Assignment:
Each line that includes "CHECK" must be copied from the records.
....
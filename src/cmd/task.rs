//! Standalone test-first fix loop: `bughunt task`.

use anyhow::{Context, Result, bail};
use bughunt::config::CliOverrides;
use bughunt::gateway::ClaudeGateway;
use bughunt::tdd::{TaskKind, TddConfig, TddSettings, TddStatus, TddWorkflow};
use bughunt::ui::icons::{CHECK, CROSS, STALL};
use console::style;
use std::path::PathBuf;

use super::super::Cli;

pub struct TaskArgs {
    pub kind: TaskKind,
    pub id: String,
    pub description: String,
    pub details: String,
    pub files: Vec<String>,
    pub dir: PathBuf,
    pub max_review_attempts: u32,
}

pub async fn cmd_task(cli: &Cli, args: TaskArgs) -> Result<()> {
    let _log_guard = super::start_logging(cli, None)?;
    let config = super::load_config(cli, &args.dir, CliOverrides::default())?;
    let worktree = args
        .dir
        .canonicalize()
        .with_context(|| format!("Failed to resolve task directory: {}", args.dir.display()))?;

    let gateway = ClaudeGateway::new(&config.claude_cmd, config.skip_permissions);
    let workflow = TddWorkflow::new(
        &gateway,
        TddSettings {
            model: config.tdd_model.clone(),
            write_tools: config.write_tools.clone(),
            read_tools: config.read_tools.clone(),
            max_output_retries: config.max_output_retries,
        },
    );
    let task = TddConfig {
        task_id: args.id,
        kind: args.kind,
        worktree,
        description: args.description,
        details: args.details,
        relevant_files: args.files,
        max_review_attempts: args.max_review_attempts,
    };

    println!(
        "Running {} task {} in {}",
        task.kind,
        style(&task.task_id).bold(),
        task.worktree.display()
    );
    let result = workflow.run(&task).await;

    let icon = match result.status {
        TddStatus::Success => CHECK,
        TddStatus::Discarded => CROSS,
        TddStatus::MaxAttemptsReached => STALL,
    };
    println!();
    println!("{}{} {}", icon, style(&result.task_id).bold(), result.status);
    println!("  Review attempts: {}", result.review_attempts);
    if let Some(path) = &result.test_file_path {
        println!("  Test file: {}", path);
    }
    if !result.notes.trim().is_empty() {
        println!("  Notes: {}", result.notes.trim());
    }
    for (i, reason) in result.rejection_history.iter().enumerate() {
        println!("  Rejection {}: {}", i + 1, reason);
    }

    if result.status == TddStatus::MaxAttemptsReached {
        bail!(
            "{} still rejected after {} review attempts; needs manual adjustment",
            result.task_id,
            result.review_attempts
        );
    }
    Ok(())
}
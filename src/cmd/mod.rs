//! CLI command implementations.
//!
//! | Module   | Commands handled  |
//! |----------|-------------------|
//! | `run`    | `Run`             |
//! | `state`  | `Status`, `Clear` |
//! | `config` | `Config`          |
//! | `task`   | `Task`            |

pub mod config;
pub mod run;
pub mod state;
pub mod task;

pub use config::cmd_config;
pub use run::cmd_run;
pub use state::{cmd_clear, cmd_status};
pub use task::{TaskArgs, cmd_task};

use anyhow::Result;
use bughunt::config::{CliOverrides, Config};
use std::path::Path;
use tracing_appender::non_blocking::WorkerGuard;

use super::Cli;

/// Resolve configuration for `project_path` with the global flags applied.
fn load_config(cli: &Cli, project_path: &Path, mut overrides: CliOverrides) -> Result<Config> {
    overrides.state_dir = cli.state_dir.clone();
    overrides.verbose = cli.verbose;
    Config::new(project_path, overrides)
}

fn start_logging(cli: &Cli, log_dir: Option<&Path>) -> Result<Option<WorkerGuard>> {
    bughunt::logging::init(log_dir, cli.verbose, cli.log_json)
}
....
Output below:
use bughunt::ui::icons::{CHECK, CROSS, STALL};
        TddStatus::Success => CHECK,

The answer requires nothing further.